*** Block opens ***

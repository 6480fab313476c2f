//! Conditional-write predicates.

use super::Entity;
use crate::task::domain::TaskStatus;

/// Predicate evaluated against the current item, atomically with a write.
#[derive(Debug, Clone, Copy, PartialEq, Eq)]
pub enum WriteCondition {
    /// The item must exist.
    Exists,
    /// The item must not exist.
    NotExists,
    /// The item must be a task whose status differs from the given one.
    TaskStatusIsNot(TaskStatus),
}

impl WriteCondition {
    /// Evaluates the predicate against the current item.
    #[must_use]
    pub fn holds(self, current: Option<&Entity>) -> bool {
        match self {
            Self::Exists => current.is_some(),
            Self::NotExists => current.is_none(),
            Self::TaskStatusIsNot(status) => current
                .and_then(Entity::as_task)
                .is_some_and(|task| task.status() != status),
        }
    }
}
//! Search index port.

use crate::indexer::domain::{DocumentTarget, SearchDocument};
use async_trait::async_trait;
use std::sync::Arc;
use thiserror::Error;

/// Result type for search index operations.
pub type SearchIndexResult<T> = Result<T, SearchIndexError>;

/// Errors returned by search index implementations.
#[derive(Debug, Clone, Error)]
pub enum SearchIndexError {
    /// The index refused the document.
    #[error("document {index}/{id} rejected: {reason}")]
    Rejected {
        /// Index name.
        index: String,
        /// Document id.
        id: String,
        /// Rejection reason.
        reason: String,
    },

    /// The index could not be reached.
    #[error("search index unavailable: {0}")]
    Unavailable(Arc<dyn std::error::Error + Send + Sync>),
}

impl SearchIndexError {
    /// Wraps a transport error.
    pub fn unavailable(err: impl std::error::Error + Send + Sync + 'static) -> Self {
        Self::Unavailable(Arc::new(err))
    }
}

/// Document store for full-text search.
///
/// Both operations are idempotent: repeating an upsert leaves one document
/// and deleting an absent document succeeds.
#[async_trait]
pub trait SearchIndex: Send + Sync {
    /// Inserts or replaces a document.
    async fn upsert(&self, document: &SearchDocument) -> SearchIndexResult<()>;

    /// Removes a document.
    async fn delete(&self, target: &DocumentTarget) -> SearchIndexResult<()>;
}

*** Block closes ***

WHAT TO WORK ON – Restate exactly the records above from their first line through the line that holds "#[derive(Debug, Clone, Copy, PartialEq, Eq)]", please, including both and leaving out all others.

SOLUTION TO THE PROBLEM –
repository 6480fab313476c2f
//! Conditional-write predicates.

use super::Entity;
use crate::task::domain::TaskStatus;

/// Predicate evaluated against the current item, atomically with a write.
#[derive(Debug, Clone, Copy, PartialEq, Eq)]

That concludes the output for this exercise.